Stored data
* * *

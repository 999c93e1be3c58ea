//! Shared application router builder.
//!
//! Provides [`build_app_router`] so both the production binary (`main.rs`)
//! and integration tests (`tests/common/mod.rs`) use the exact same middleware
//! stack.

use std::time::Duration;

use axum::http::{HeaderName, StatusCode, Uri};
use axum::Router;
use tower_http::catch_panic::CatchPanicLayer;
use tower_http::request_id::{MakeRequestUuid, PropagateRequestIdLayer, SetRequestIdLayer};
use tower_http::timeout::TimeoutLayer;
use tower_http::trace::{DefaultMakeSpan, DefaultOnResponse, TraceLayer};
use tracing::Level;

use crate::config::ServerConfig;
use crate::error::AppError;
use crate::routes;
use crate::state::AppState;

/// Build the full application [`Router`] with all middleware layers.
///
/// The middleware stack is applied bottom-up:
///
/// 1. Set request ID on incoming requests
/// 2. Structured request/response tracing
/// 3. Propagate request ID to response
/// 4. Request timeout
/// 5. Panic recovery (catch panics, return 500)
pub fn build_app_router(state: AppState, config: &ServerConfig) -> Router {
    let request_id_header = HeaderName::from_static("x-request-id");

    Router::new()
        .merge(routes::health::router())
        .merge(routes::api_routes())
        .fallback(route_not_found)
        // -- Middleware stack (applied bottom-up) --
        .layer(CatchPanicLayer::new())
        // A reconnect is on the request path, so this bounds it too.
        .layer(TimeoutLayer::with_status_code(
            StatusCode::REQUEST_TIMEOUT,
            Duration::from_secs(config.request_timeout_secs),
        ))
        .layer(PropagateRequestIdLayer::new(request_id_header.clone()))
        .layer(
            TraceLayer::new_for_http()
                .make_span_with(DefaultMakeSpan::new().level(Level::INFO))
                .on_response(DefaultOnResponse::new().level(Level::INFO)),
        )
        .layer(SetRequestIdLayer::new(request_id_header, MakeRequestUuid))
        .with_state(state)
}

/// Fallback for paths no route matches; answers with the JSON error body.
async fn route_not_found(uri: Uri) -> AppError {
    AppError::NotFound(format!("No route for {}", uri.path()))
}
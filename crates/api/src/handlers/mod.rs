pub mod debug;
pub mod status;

* * *

▶ Work required
Every line of the records that includes the word "config" should be gathered.

▶ Your solution
use crate::config::ServerConfig;
pub fn build_app_router(state: AppState, config: &ServerConfig) -> Router {
            Duration::from_secs(config.request_timeout_secs),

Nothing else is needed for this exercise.